[Collected data]
BEGIN
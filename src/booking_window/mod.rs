//! Booking-Window Resolver: given a venue, returns a cached or freshly inferred
//! (days-in-advance, release-hour, release-minute, timezone) tuple used to compute
//! the instant the scheduler must attempt a booking.

use std::sync::Arc;
use std::time::Duration;

use async_trait::async_trait;
use chrono::{DateTime, NaiveTime, TimeZone, Utc};
use chrono_tz::Tz;
use regex::Regex;
use serde::{Deserialize, Serialize};
use thiserror::Error;
use tracing::warn;

use crate::kvs::{Kvs, KvsError};

const DEFAULT_TIMEZONE: &str = "America/New_York";
const CACHE_TTL: Duration = Duration::from_secs(24 * 60 * 60);
const MAX_RETRIES: u32 = 3;

#[derive(Debug, Error)]
pub enum BookingWindowError {
    #[error(transparent)]
    Kvs(#[from] KvsError),
    #[error("could not determine booking window")]
    Undetermined,
    #[error("unrecognized timezone: {0}")]
    UnknownTimezone(String),
    #[error("page scrape failed: {0}")]
    Scrape(String),
    #[error("corrupt booking window record: {0}")]
    Corrupt(String),
}

/// (days-in-advance, release-hour, release-minute, timezone) tuple for a venue.
#[derive(Debug, Clone, Serialize, Deserialize)]
pub struct BookingWindow {
    pub days_in_advance: u32,
    pub release_hour: u32,
    pub release_minute: u32,
    pub timezone: String,
    pub scraped_at: DateTime<Utc>,
}

impl BookingWindow {
    /// Converts `reservation_time` into this window's local zone, subtracts
    /// `days_in_advance` calendar days, sets the wall-clock time to the release
    /// hour/minute, then converts back to UTC.
    pub fn calculate_run_time(
        &self,
        reservation_time: DateTime<Utc>,
    ) -> Result<DateTime<Utc>, BookingWindowError> {
        let tz: Tz = self
            .timezone
            .parse()
            .map_err(|_| BookingWindowError::UnknownTimezone(self.timezone.clone()))?;

        let local = reservation_time.with_timezone(&tz);
        let target_date = local.date_naive() - chrono::Duration::days(self.days_in_advance as i64);
        let release_time = NaiveTime::from_hms_opt(self.release_hour, self.release_minute, 0)
            .ok_or(BookingWindowError::Undetermined)?;

        let naive = target_date.and_time(release_time);
        let local_run_time = tz
            .from_local_datetime(&naive)
            .single()
            .ok_or(BookingWindowError::Undetermined)?;

        Ok(local_run_time.with_timezone(&Utc))
    }
}

/// The headless-browser collaborator: we specify what it must return, not how. A page
/// fetch returns the raw HTML of a venue's booking page for parsing.
#[async_trait]
pub trait PageFetcher: Send + Sync {
    async fn fetch_booking_page(&self, venue_id: i64) -> Result<String, BookingWindowError>;
}

fn cache_key(venue_id: i64) -> String {
    format!("booking_window:{venue_id}")
}

/// Resolves and caches [`BookingWindow`]s per venue.
pub struct BookingWindowResolver {
    kvs: Arc<dyn Kvs>,
    fetcher: Arc<dyn PageFetcher>,
}

impl BookingWindowResolver {
    pub fn new(kvs: Arc<dyn Kvs>, fetcher: Arc<dyn PageFetcher>) -> Self {
        Self { kvs, fetcher }
    }

    /// On cache hit returns the cached window. On miss, scrapes the venue's page (with
    /// up to 3 attempts, 2s/4s linear back-off) and caches the result for 24h.
    pub async fn resolve(&self, venue_id: i64) -> Result<BookingWindow, BookingWindowError> {
        if let Some(raw) = self.kvs.get(&cache_key(venue_id)).await? {
            let window: BookingWindow = serde_json::from_str(&raw)
                .map_err(|e| BookingWindowError::Corrupt(e.to_string()))?;
            return Ok(window);
        }

        let window = self.scrape_with_retry(venue_id).await?;

        let serialized = serde_json::to_string(&window)
            .map_err(|e| BookingWindowError::Corrupt(e.to_string()))?;
        self.kvs
            .set(&cache_key(venue_id), &serialized, Some(CACHE_TTL))
            .await?;

        Ok(window)
    }

    async fn scrape_with_retry(&self, venue_id: i64) -> Result<BookingWindow, BookingWindowError> {
        let backoffs = [Duration::from_secs(2), Duration::from_secs(4)];
        let mut last_err = None;

        for attempt in 0..MAX_RETRIES {
            match self.fetcher.fetch_booking_page(venue_id).await {
                Ok(html) => match parse_booking_window(&html) {
                    Ok(window) => return Ok(window),
                    Err(e) => {
                        warn!(venue_id, attempt, error = %e, "booking window parse failed");
                        last_err = Some(e);
                    }
                },
                Err(e) => {
                    warn!(venue_id, attempt, error = %e, "booking window scrape failed");
                    last_err = Some(e);
                }
            }

            if let Some(backoff) = backoffs.get(attempt as usize) {
                tokio::time::sleep(*backoff).await;
            }
        }

        Err(last_err.unwrap_or(BookingWindowError::Undetermined))
    }
}

#[derive(Deserialize)]
struct StructuredBookingData {
    #[serde(default)]
    days_in_advance: Option<u32>,
    #[serde(default)]
    release_time: Option<String>,
    #[serde(default)]
    timezone: Option<String>,
}

/// Parses a structured data blob embedded in the page (preferred path), falling back
/// to regex-over-HTML when absent.
fn parse_booking_window(html: &str) -> Result<BookingWindow, BookingWindowError> {
    if let Some(structured) = extract_structured_blob(html) {
        if let (Some(days), Some(release_time)) =
            (structured.days_in_advance, structured.release_time.as_deref())
        {
            if let Some((hour, minute)) = parse_release_time(release_time) {
                if days == 0 {
                    return Err(BookingWindowError::Undetermined);
                }
                return Ok(BookingWindow {
                    days_in_advance: days,
                    release_hour: hour,
                    release_minute: minute,
                    timezone: structured
                        .timezone
                        .unwrap_or_else(|| DEFAULT_TIMEZONE.to_string()),
                    scraped_at: Utc::now(),
                });
            }
        }
    }

    let days_in_advance = regex_days_in_advance(html).ok_or(BookingWindowError::Undetermined)?;
    if days_in_advance == 0 {
        return Err(BookingWindowError::Undetermined);
    }
    let (release_hour, release_minute) =
        regex_release_time(html).ok_or(BookingWindowError::Undetermined)?;

    Ok(BookingWindow {
        days_in_advance,
        release_hour,
        release_minute,
        timezone: DEFAULT_TIMEZONE.to_string(),
        scraped_at: Utc::now(),
    })
}

fn extract_structured_blob(html: &str) -> Option<StructuredBookingData> {
    let marker = "window.__BOOKING_WINDOW__ = ";
    let start = html.find(marker)? + marker.len();
    let end = html[start..].find(';')? + start;
    serde_json::from_str(&html[start..end]).ok()
}

fn regex_days_in_advance(html: &str) -> Option<u32> {
    let re = Regex::new(r"(?i)(\d{1,3})\s*days?\s*in\s*advance").ok()?;
    re.captures(html)?.get(1)?.as_str().parse().ok()
}

fn regex_release_time(html: &str) -> Option<(u32, u32)> {
    let re = Regex::new(r"(?i)release\w*\s*(?:at)?\s*(\d{1,2}):(\d{2})\s*(am|pm)?").ok()?;
    let caps = re.captures(html)?;
    let mut hour: u32 = caps.get(1)?.as_str().parse().ok()?;
    let minute: u32 = caps.get(2)?.as_str().parse().ok()?;
    if let Some(meridiem) = caps.get(3) {
        let is_pm = meridiem.as_str().eq_ignore_ascii_case("pm");
        if is_pm && hour != 12 {
            hour += 12;
        } else if !is_pm && hour == 12 {
            hour = 0;
        }
    }
    Some((hour, minute))
}

fn parse_release_time(s: &str) -> Option<(u32, u32)> {
    let (hour, minute) = s.split_once(':')?;
    Some((hour.parse().ok()?, minute.parse().ok()?))
}

#[cfg(test)]
mod tests {
    use super::*;
    use chrono::TimeZone;

    #[test]
    fn calculate_run_time_matches_documented_example() {
        let window = BookingWindow {
            days_in_advance: 30,
            release_hour: 9,
            release_minute: 0,
            timezone: "America/New_York".to_string(),
            scraped_at: Utc::now(),
        };
        let reservation_time = Utc.with_ymd_and_hms(2025, 7, 31, 23, 0, 0).unwrap();
        let run_time = window.calculate_run_time(reservation_time).unwrap();
        assert_eq!(run_time, Utc.with_ymd_and_hms(2025, 6, 1, 13, 0, 0).unwrap());
    }

    #[test]
    fn calculate_run_time_rejects_unknown_timezone() {
        let window = BookingWindow {
            days_in_advance: 30,
            release_hour: 9,
            release_minute: 0,
            timezone: "Not/AZone".to_string(),
            scraped_at: Utc::now(),
        };
        assert!(window.calculate_run_time(Utc::now()).is_err());
    }

    #[test]
    fn regex_fallback_parses_days_and_release_time() {
        let html = "<p>Reservations open 30 days in advance, release at 9:00 am</p>";
        let window = parse_booking_window(html).unwrap();
        assert_eq!(window.days_in_advance, 30);
        assert_eq!(window.release_hour, 9);
        assert_eq!(window.release_minute, 0);
    }

    #[test]
    fn structured_blob_is_preferred_over_regex() {
        let html = r#"<script>window.__BOOKING_WINDOW__ = {"days_in_advance":14,"release_time":"10:30","timezone":"America/Chicago"};</script>
            <p>60 days in advance, release at 3:00 pm</p>"#;
        let window = parse_booking_window(html).unwrap();
        assert_eq!(window.days_in_advance, 14);
        assert_eq!(window.release_hour, 10);
        assert_eq!(window.release_minute, 30);
        assert_eq!(window.timezone, "America/Chicago");
    }

    #[test]
    fn zero_days_in_advance_is_an_error() {
        let html = "<p>0 days in advance, release at 9:00 am</p>";
        assert!(matches!(
            parse_booking_window(html),
            Err(BookingWindowError::Undetermined)
        ));
    }
}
END
- [Work to complete]:
Copy the lines above exactly, beginning at the line that has "tokio::time::sleep(*backoff).await;" and stopping after the line that has "if let Some(structured)", and omit the rest.

- [Answer section]:
                tokio::time::sleep(*backoff).await;
            }
        }

        Err(last_err.unwrap_or(BookingWindowError::Undetermined))
    }
}

#[derive(Deserialize)]
struct StructuredBookingData {
    #[serde(default)]
    days_in_advance: Option<u32>,
    #[serde(default)]
    release_time: Option<String>,
    #[serde(default)]
    timezone: Option<String>,
}

/// Parses a structured data blob embedded in the page (preferred path), falling back
/// to regex-over-HTML when absent.
fn parse_booking_window(html: &str) -> Result<BookingWindow, BookingWindowError> {
    if let Some(structured) = extract_structured_blob(html) {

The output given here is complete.